IgD. IgD monomer is initially coexpressed with IgM on the surface of mature B cells as they exit the bone marrow and migrate to peripheral lymphoid tissues. IgD appears to function primarily to signal B cell activation.
IgE. A serum antibody with a function different from that of IgG and IgM is IgE. IgE is a monomer that is normally found in extremely low concentrations in serum (only 0.05% of total Ig concentration), usually as an Fc receptor-bound complex on the surface of mast cells and basophils. If two IgE molecules bound to mast cells are complexed by a polyvalent antigen (i.e., an antigen with multiple antibody-binding sites), it causes clustering of the Fc receptors, which stimulates the mast cell to release granules containing potent proinflammatory chemokines, in particular the vasoactive amines histamine and serotonin, as well as leukotrienes and cytokines such as IL-4 and IL-13 (Figure 4-4). These IgE-induced responses also initiate the strong inflammatory reactions associated with allergies and asthma (Box 4-2).
Figure 4-4. Antibody-mediated mast cell degranulation. Antigen-mediated clustering of IgE bound to Fc receptors on mast cells triggers degranulation and release of allergic mediators, such as histamines, serotonin, vasoactive amines, and other inflammatory cytokines.
Box 4-2.
The Dark Side of Adaptive Immunity: Allergy and Autoimmunity
Hypersensitivity is a set of undesirable, uncomfortable, and sometimes fatal reactions resulting from an overstimulation of inflammatory responses that cause host damage. Allergens that cause hypersensitivity include plant pollens, fungal spores, insect venom, animal dander, house dust mites, some foods, and certain chemicals (e.g., poison ivy, latex, jewelry, detergents, cosmetics). There are five types of hypersensitivity with differing times of onset and immune mediators:
Type I hypersensitivity occurs within minutes and is mediated through antigen binding and clustering of IgE-Fc receptors on mast cells and basophils, which causes release of histamine and vasoactive cytokines (as in Figure 4-4).

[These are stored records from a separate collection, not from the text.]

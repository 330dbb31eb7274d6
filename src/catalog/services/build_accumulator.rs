use crate::catalog::domain::{BuildEvent, Category, ComponentRecord};
use std::collections::BTreeMap;

/// BuildAccumulator - at most one selected component per category
///
/// Each slot is either empty or filled. `set` always overwrites, `clear` on an
/// empty slot is a no-op, and nothing here validates compatibility. Every
/// effective mutation returns the [`BuildEvent`] it caused.
#[derive(Debug, Clone, Default, PartialEq)]
pub struct BuildAccumulator {
    selections: BTreeMap<Category, ComponentRecord>,
}

impl BuildAccumulator {
    pub fn new() -> Self {
        Self::default()
    }

    /// Restores an accumulator from existing selections
    pub fn from_selections(selections: BTreeMap<Category, ComponentRecord>) -> Self {
        Self { selections }
    }

    /// Puts `component` in the `category` slot, replacing any occupant
    pub fn set(&mut self, category: Category, component: ComponentRecord) -> BuildEvent {
        let component_id = component.id().clone();
        let replaced = self
            .selections
            .insert(category, component)
            .map(|previous| previous.id().clone());

        BuildEvent::Selected {
            category,
            component_id,
            replaced,
        }
    }

    /// Empties the `category` slot; `None` if it was already empty
    pub fn clear(&mut self, category: Category) -> Option<BuildEvent> {
        self.selections
            .remove(&category)
            .map(|removed| BuildEvent::Cleared {
                category,
                component_id: removed.id().clone(),
            })
    }

    /// Empties every slot; `None` if the build was already empty
    pub fn clear_all(&mut self) -> Option<BuildEvent> {
        if self.selections.is_empty() {
            return None;
        }
        let cleared = self.selections.len();
        self.selections.clear();
        Some(BuildEvent::Reset { cleared })
    }

    pub fn get(&self, category: Category) -> Option<&ComponentRecord> {
        self.selections.get(&category)
    }

    pub fn is_filled(&self, category: Category) -> bool {
        self.selections.contains_key(&category)
    }

    /// Filled slots in category order
    pub fn selections(&self) -> impl Iterator<Item = (Category, &ComponentRecord)> {
        self.selections.iter().map(|(c, r)| (*c, r))
    }

    /// Categories with no selection, in builder order
    pub fn missing_categories(&self) -> Vec<Category> {
        Category::ALL
            .into_iter()
            .filter(|c| !self.selections.contains_key(c))
            .collect()
    }

    pub fn len(&self) -> usize {
        self.selections.len()
    }

    pub fn is_empty(&self) -> bool {
        self.selections.is_empty()
    }

    pub fn to_selections(&self) -> BTreeMap<Category, ComponentRecord> {
        self.selections.clone()
    }
}
//! Read models for CQRS-lite pattern
//!
//! View-optimized structs derived from catalogs and builds. Formatters only
//! ever see these, never the domain types.

pub mod build_summary;
pub mod build_summary_builder;
pub mod catalog_page_view;
pub mod comparison_view;
pub mod component_view;
pub mod facets_view;

pub use build_summary::{BuildLine, BuildSummary};
pub use build_summary_builder::BuildSummaryBuilder;
pub use catalog_page_view::CatalogPageView;
pub use comparison_view::{ComparisonColumn, ComparisonRow, ComparisonView};
pub use component_view::{AttributeView, ComponentView};
pub use facets_view::{FacetOption, FacetSummary, FacetView, FacetsView};
/// Application layer - Use cases, DTOs and read models
///
/// Orchestrates the catalog core and reaches infrastructure only through the
/// outbound ports.
pub mod build_session;
pub mod dto;
pub mod factories;
pub mod read_models;
pub mod use_cases;

pub use build_session::BuildSession;
#[derive(Debug, Clone, Default, PartialEq, Serialize, Deserialize)]
#[serde(default)]
pub struct CoolerAttributes {
    #[serde(deserialize_with = "lenient::number", skip_serializing_if = "Option::is_none")]
    pub fan_rpm_max: Option<f64>,
    #[serde(deserialize_with = "lenient::number", skip_serializing_if = "Option::is_none")]
    pub noise_db: Option<f64>,
    #[serde(deserialize_with = "lenient::number", skip_serializing_if = "Option::is_none")]
    pub radiator_size_mm: Option<f64>,
    #[serde(deserialize_with = "lenient::text", skip_serializing_if = "Option::is_none")]
    pub cooler_type: Option<String>,
    #[serde(deserialize_with = "lenient::text_list", skip_serializing_if = "Vec::is_empty")]
    pub sockets: Vec<String>,
    #[serde(deserialize_with = "lenient::flag", skip_serializing_if = "Option::is_none")]
    pub fanless: Option<bool>,
}

impl AttributeSet for CoolerAttributes {
    fn number(&self, field: &str) -> Option<f64> {
        match field {
            "fan_rpm_max" => self.fan_rpm_max,
            "noise_db" => self.noise_db,
            "radiator_size_mm" => self.radiator_size_mm,
            _ => None,
        }
    }

    fn text(&self, field: &str) -> Option<TextValue<'_>> {
        match field {
            "cooler_type" => one(&self.cooler_type),
            "sockets" => many(&self.sockets),
            _ => None,
        }
    }

    fn flag(&self, field: &str) -> Option<bool> {
        match field {
            "fanless" => self.fanless,
            _ => None,
        }
    }
}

Type II hypersensitivity occurs within hours and is mediated through IgG- or IgM-receptor clustering on a target (infected) host cell, which the immune system then perceives as nonself and targets for attack by MAC by complement and/or ADCC by NK cells or macrophages.
Type III hypersensitivity occurs within hours and is mediated by IgG antibody binding to soluble, circulating antigens and forming a large immune complex that deposits at certain sites, such as joints, and causes local inflammation at those sites.

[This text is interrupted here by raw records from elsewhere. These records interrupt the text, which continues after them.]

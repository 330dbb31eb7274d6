//! pc-builder - PC component catalog browsing and build assembly
//!
//! This library loads per-category hardware catalogs, filters, sorts and
//! pages them, and keeps a single build (at most one component per
//! category) with its running total and compatibility notes. It follows a
//! hexagonal layout.
//!
//! # Architecture
//!
//! - **Catalog core** (`catalog`): component records, filter criteria, the
//!   filter/sort/paginate pipeline, the build accumulator and compatibility policy
//! - **Application Layer** (`application`): use cases, the shared build session,
//!   DTOs and read models
//! - **Ports** (`ports`): interface definitions for infrastructure
//! - **Adapters** (`adapters`): catalog files, HTTP catalog server, build file,
//!   console and report formatters
//! - **Shared** (`shared`): error types, result alias and file security checks
//!
//! # Example
//!
//! ```no_run
//! use pc_builder::prelude::*;
//!
//! # #[tokio::main]
//! # async fn main() -> Result<()> {
//! let source = FileSystemCatalogReader::new("catalog");
//! let use_case = BrowseCatalogUseCase::new(source, StderrProgressReporter::new());
//!
//! let criteria = FilterCriteria::new()
//!     .with_search("ryzen")
//!     .with_range("price", None, Some(300.0))
//!     .with_selection("socket", ["AM5"]);
//! let request = BrowseRequest::new(Category::Cpu)
//!     .with_criteria(criteria)
//!     .with_sort(SortOrder::PriceAsc);
//!
//! let page = use_case.execute(request).await?;
//! println!("{}", MarkdownFormatter::new().format_page(&page)?);
//! # Ok(())
//! # }
//! ```

pub mod adapters;
pub mod application;
pub mod catalog;
pub mod config;
pub mod ports;
pub mod shared;

/// Prelude module for convenient imports
pub mod prelude {
    pub use crate::adapters::outbound::console::{BuildEventReporter, StderrProgressReporter};
    pub use crate::adapters::outbound::filesystem::{
        FileSystemBuildStore, FileSystemCatalogReader, FileSystemWriter, StdoutPresenter,
    };
    pub use crate::adapters::outbound::formatters::{JsonFormatter, MarkdownFormatter};
    pub use crate::adapters::outbound::network::{
        CachingCatalogSource, FallbackCatalogSource, HttpCatalogClient,
    };
    pub use crate::application::build_session::BuildSession;
    pub use crate::application::dto::{
        BrowseRequest, BuildCommand, BuildResponse, CompareRequest, OutputFormat,
    };
    pub use crate::application::read_models::{
        BuildSummary, CatalogPageView, ComparisonView, ComponentView, FacetsView,
    };
    pub use crate::application::use_cases::{
        BrowseCatalogUseCase, CompareComponentsUseCase, ManageBuildUseCase,
    };
    pub use crate::catalog::domain::{
        BuildEvent, BuildSnapshot, Catalog, Category, ComponentId, ComponentRecord,
        FilterCriteria, Price,
    };
    pub use crate::catalog::policies::{CompatibilityAdvisor, CompatibilityNote};
    pub use crate::catalog::services::{
        BuildAccumulator, CatalogFilter, CatalogSorter, Page, PageRequest, Paginator, SortOrder,
    };
    pub use crate::ports::outbound::{
        BuildObserver, BuildStore, CatalogSource, OutputPresenter, ProgressReporter,
        ReportFormatter,
    };
    pub use crate::shared::Result;
}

Type IV hypersensitivity is a delayed response that takes one to two days to manifest and is caused by CD4+ Th1-memory-cell-mediated inflammatory responses to antigens or allergens.

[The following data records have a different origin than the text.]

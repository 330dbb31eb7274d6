use crate::catalog::domain::{Catalog, Category};
use crate::ports::outbound::CatalogSource;
use crate::shared::Result;
use async_trait::async_trait;
use dashmap::DashMap;

/// CachingCatalogSource wraps a CatalogSource with an in-memory cache
///
/// Each category is loaded at most once per process; failures are not
/// cached, so a later call retries the inner source.
pub struct CachingCatalogSource<S: CatalogSource> {
    inner: S,
    cache: DashMap<Category, Catalog>,
}

impl<S: CatalogSource> CachingCatalogSource<S> {
    pub fn new(inner: S) -> Self {
        Self {
            inner,
            cache: DashMap::new(),
        }
    }

    pub fn cached_categories(&self) -> usize {
        self.cache.len()
    }
}

#[async_trait]
impl<S: CatalogSource> CatalogSource for CachingCatalogSource<S> {
    async fn load_catalog(&self, category: Category) -> Result<Catalog> {
        if let Some(cached) = self.cache.get(&category) {
            tracing::debug!(category = %category, "catalog cache hit");
            return Ok(cached.clone());
        }

        let catalog = self.inner.load_catalog(category).await?;
        self.cache.insert(category, catalog.clone());
        Ok(catalog)
    }

    fn describe(&self) -> String {
        self.inner.describe()
    }
}

#[cfg(test)]
mod tests {
    use super::*;
    use std::sync::atomic::{AtomicUsize, Ordering};

    /// Counts loads and fails for GPUs
    struct CountingSource {
        calls: AtomicUsize,
    }

    #[async_trait]
    impl CatalogSource for CountingSource {
        async fn load_catalog(&self, category: Category) -> Result<Catalog> {
            self.calls.fetch_add(1, Ordering::SeqCst);
            if category == Category::Gpu {
                anyhow::bail!("gpu catalog offline");
            }
            Catalog::new(category, Vec::new())
        }

        fn describe(&self) -> String {
            "counting source".to_string()
        }
    }

    #[tokio::test]
    async fn test_second_load_is_served_from_cache() {
        let source = CachingCatalogSource::new(CountingSource {
            calls: AtomicUsize::new(0),
        });

        source.load_catalog(Category::Cpu).await.unwrap();
        source.load_catalog(Category::Cpu).await.unwrap();
        source.load_catalog(Category::Case).await.unwrap();

        assert_eq!(source.inner.calls.load(Ordering::SeqCst), 2);
        assert_eq!(source.cached_categories(), 2);
    }

    #[tokio::test]
    async fn test_failures_are_not_cached() {
        let source = CachingCatalogSource::new(CountingSource {
            calls: AtomicUsize::new(0),
        });

        assert!(source.load_catalog(Category::Gpu).await.is_err());
        assert!(source.load_catalog(Category::Gpu).await.is_err());

        assert_eq!(source.inner.calls.load(Ordering::SeqCst), 2);
        assert_eq!(source.cached_categories(), 0);
    }

    #[test]
    fn test_describe_delegates() {
        let source = CachingCatalogSource::new(CountingSource {
            calls: AtomicUsize::new(0),
        });
        assert_eq!(source.describe(), "counting source");
    }
}
use std::sync::Arc;

/// ProgressReporter port for user-facing feedback
///
/// Messages go to the user (stderr), separate from the report on stdout and
/// from diagnostic `tracing` output. Implementations are shared with catalog
/// decorators, hence `Send + Sync`.
pub trait ProgressReporter: Send + Sync {
    fn report(&self, message: &str);

    /// Reports progress with a position out of `total`
    fn report_progress(&self, current: usize, total: usize, message: Option<&str>);

    /// Reports an error or warning message
    fn report_error(&self, message: &str);

    fn report_completion(&self, message: &str);
}

impl<T: ProgressReporter + ?Sized> ProgressReporter for Arc<T> {
    fn report(&self, message: &str) {
        (**self).report(message)
    }

    fn report_progress(&self, current: usize, total: usize, message: Option<&str>) {
        (**self).report_progress(current, total, message)
    }

    fn report_error(&self, message: &str) {
        (**self).report_error(message)
    }

    fn report_completion(&self, message: &str) {
        (**self).report_completion(message)
    }
}
use serde::Serialize;
use std::collections::{BTreeMap, BTreeSet};

/// Inclusive numeric range; a `None` bound leaves that side open
#[derive(Debug, Clone, Copy, PartialEq, Default, Serialize)]
pub struct NumericRange {
    pub min: Option<f64>,
    pub max: Option<f64>,
}

impl NumericRange {
    pub fn new(min: Option<f64>, max: Option<f64>) -> Self {
        Self { min, max }
    }

    pub fn is_active(&self) -> bool {
        self.min.is_some() || self.max.is_some()
    }

    pub fn contains(&self, value: f64) -> bool {
        self.min.is_none_or(|min| value >= min) && self.max.is_none_or(|max| value <= max)
    }
}

/// A user's filter selection for one category page.
///
/// Every facet starts unconstrained. Empty search, an open range, an empty
/// selection set and an unset flag all match everything.
#[derive(Debug, Clone, Default, PartialEq, Serialize)]
pub struct FilterCriteria {
    search: String,
    ranges: BTreeMap<String, NumericRange>,
    selections: BTreeMap<String, BTreeSet<String>>,
    flags: BTreeMap<String, bool>,
}

impl FilterCriteria {
    pub fn new() -> Self {
        Self::default()
    }

    pub fn with_search(mut self, query: impl Into<String>) -> Self {
        self.set_search(query);
        self
    }

    pub fn with_range(mut self, field: &str, min: Option<f64>, max: Option<f64>) -> Self {
        self.set_range(field, min, max);
        self
    }

    pub fn with_selection<I, S>(mut self, field: &str, values: I) -> Self
    where
        I: IntoIterator<Item = S>,
        S: Into<String>,
    {
        self.set_selection(field, values);
        self
    }

    pub fn with_flag(mut self, field: &str, value: Option<bool>) -> Self {
        self.set_flag(field, value);
        self
    }

    pub fn set_search(&mut self, query: impl Into<String>) {
        self.search = query.into();
    }

    /// Sets (or, with both bounds open, removes) the range for `field`.
    /// Non-finite bounds are treated as open.
    pub fn set_range(&mut self, field: &str, min: Option<f64>, max: Option<f64>) {
        let finite = |bound: Option<f64>| bound.filter(|b| b.is_finite());
        let range = NumericRange::new(finite(min), finite(max));
        if range.is_active() {
            self.ranges.insert(field.to_string(), range);
        } else {
            self.ranges.remove(field);
        }
    }

    /// Replaces the selected set for `field`
    pub fn set_selection<I, S>(&mut self, field: &str, values: I)
    where
        I: IntoIterator<Item = S>,
        S: Into<String>,
    {
        let set: BTreeSet<String> = values.into_iter().map(Into::into).collect();
        if set.is_empty() {
            self.selections.remove(field);
        } else {
            self.selections.insert(field.to_string(), set);
        }
    }

    /// Adds `value` to the selected set for `field`
    pub fn select(&mut self, field: &str, value: impl Into<String>) {
        self.selections
            .entry(field.to_string())
            .or_default()
            .insert(value.into());
    }

    /// Checkbox semantics: selects `value` if absent, deselects it otherwise
    pub fn toggle(&mut self, field: &str, value: &str) {
        let set = self.selections.entry(field.to_string()).or_default();
        if !set.remove(value) {
            set.insert(value.to_string());
        }
        if set.is_empty() {
            self.selections.remove(field);
        }
    }

    /// Tri-state flag; `None` clears it
    pub fn set_flag(&mut self, field: &str, value: Option<bool>) {
        match value {
            Some(v) => {
                self.flags.insert(field.to_string(), v);
            }
            None => {
                self.flags.remove(field);
            }
        }
    }

    /// Back to all-unconstrained defaults
    pub fn reset(&mut self) {
        *self = Self::default();
    }

    /// Trimmed search query, `None` when inactive
    pub fn search_query(&self) -> Option<&str> {
        let query = self.search.trim();
        if query.is_empty() {
            None
        } else {
            Some(query)
        }
    }

    pub fn ranges(&self) -> impl Iterator<Item = (&str, &NumericRange)> {
        self.ranges
            .iter()
            .filter(|(_, r)| r.is_active())
            .map(|(field, r)| (field.as_str(), r))
    }

    pub fn selections(&self) -> impl Iterator<Item = (&str, &BTreeSet<String>)> {
        self.selections
            .iter()
            .filter(|(_, set)| !set.is_empty())
            .map(|(field, set)| (field.as_str(), set))
    }

    pub fn flags(&self) -> impl Iterator<Item = (&str, bool)> {
        self.flags.iter().map(|(field, v)| (field.as_str(), *v))
    }

    pub fn range(&self, field: &str) -> Option<&NumericRange> {
        self.ranges.get(field)
    }

    pub fn selection(&self, field: &str) -> Option<&BTreeSet<String>> {
        self.selections.get(field)
    }

    pub fn flag(&self, field: &str) -> Option<bool> {
        self.flags.get(field).copied()
    }

    pub fn is_unconstrained(&self) -> bool {
        self.search_query().is_none()
            && self.ranges().next().is_none()
            && self.selections().next().is_none()
            && self.flags.is_empty()
    }

    /// Field names referenced by any active facet
    pub fn referenced_fields(&self) -> impl Iterator<Item = &str> {
        self.ranges()
            .map(|(f, _)| f)
            .chain(self.selections().map(|(f, _)| f))
            .chain(self.flags().map(|(f, _)| f))
    }
}

#[cfg(test)]
mod tests {
    use super::*;

    #[test]
    fn test_default_is_unconstrained() {
        assert!(FilterCriteria::default().is_unconstrained());
    }

    #[test]
    fn test_whitespace_search_is_inactive() {
        let criteria = FilterCriteria::new().with_search("   ");
        assert!(criteria.search_query().is_none());
        assert!(criteria.is_unconstrained());
    }

    #[test]
    fn test_open_range_is_removed() {
        let mut criteria = FilterCriteria::new().with_range("price", None, Some(100.0));
        assert!(!criteria.is_unconstrained());
        criteria.set_range("price", None, None);
        assert!(criteria.is_unconstrained());
    }

    #[test]
    fn test_non_finite_bounds_are_open() {
        let criteria = FilterCriteria::new()
            .with_range("price", Some(f64::NAN), None)
            .with_range("length_mm", Some(200.0), Some(f64::INFINITY));
        assert!(criteria.ranges().all(|(field, _)| field != "price"));

        let (_, length) = criteria.ranges().find(|(f, _)| *f == "length_mm").unwrap();
        assert_eq!(*length, NumericRange::new(Some(200.0), None));
        assert!(length.contains(336.0));
    }

    #[test]
    fn test_numeric_range_contains_is_inclusive() {
        let range = NumericRange::new(Some(10.0), Some(20.0));
        assert!(range.contains(10.0));
        assert!(range.contains(20.0));
        assert!(!range.contains(20.01));
        assert!(NumericRange::new(None, Some(5.0)).contains(-3.0));
    }

    #[test]
    fn test_toggle_selection() {
        let mut criteria = FilterCriteria::new();
        criteria.toggle("brand", "Corsair");
        assert!(criteria.selection("brand").unwrap().contains("Corsair"));
        criteria.toggle("brand", "Corsair");
        assert!(criteria.selection("brand").is_none());
        assert!(criteria.is_unconstrained());
    }

    #[test]
    fn test_empty_selection_is_unconstrained() {
        let criteria = FilterCriteria::new().with_selection("brand", Vec::<String>::new());
        assert!(criteria.is_unconstrained());
    }

    #[test]
    fn test_flag_none_clears() {
        let mut criteria = FilterCriteria::new().with_flag("rgb", Some(false));
        assert_eq!(criteria.flag("rgb"), Some(false));
        criteria.set_flag("rgb", None);
        assert_eq!(criteria.flag("rgb"), None);
    }

    #[test]
    fn test_reset_restores_defaults() {
        let mut criteria = FilterCriteria::new()
            .with_search("ryzen")
            .with_range("price", Some(1.0), None)
            .with_selection("brand", ["AMD"])
            .with_flag("smt", Some(true));
        criteria.reset();
        assert_eq!(criteria, FilterCriteria::default());
    }

    #[test]
    fn test_referenced_fields() {
        let criteria = FilterCriteria::new()
            .with_range("price", Some(1.0), None)
            .with_selection("socket", ["AM5"])
            .with_flag("smt", Some(true));
        let fields: Vec<_> = criteria.referenced_fields().collect();
        assert_eq!(fields, vec!["price", "socket", "smt"]);
    }
}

Type V hypersensitivity (autoimmunity) is an IgG- or IgM-mediated immune response (similar to Type II) that is caused by antibodies binding to host cell antigens, which the immune system then perceives as nonself. This type of response sometimes occurs through molecular mimicry, in which a foreign antigen (such as a bacterium or bacterial product) shares structural features (epitopes) with certain host molecules, such that infection or exposure to the foreign antigen elicits antibodies against the common epitopes and thereby generates antibodies also against the host. Certain infections with superantigen-producing bacteria and viruses elicit strong nonspecific T cell or B cell activation and massive inflammatory responses that can also lead to autoimmunity.
Many of the symptoms of infections caused by metazoal parasites (such as helminths, also known as parasitic worms) are traceable to elevated levels of IgE during infection. The release of mast cell granules in the vicinity of the intestinal wall may provoke an allergic response in the host that leads to ejection of the metazoal parasites from the intestinal or pulmonary mucosal sites. An interesting fact to ponder is that the human body evolved over millions of years to respond to worm infestations, with IgE functioning as part of that response. However, in recent times, particularly in developed countries, worms have been almost entirely eliminated from the human intestinal landscape. As such, in these more developed areas where metazoal infections are relatively uncommon, IgE is actually most often associated with noninfectious diseases such as allergies or asthma.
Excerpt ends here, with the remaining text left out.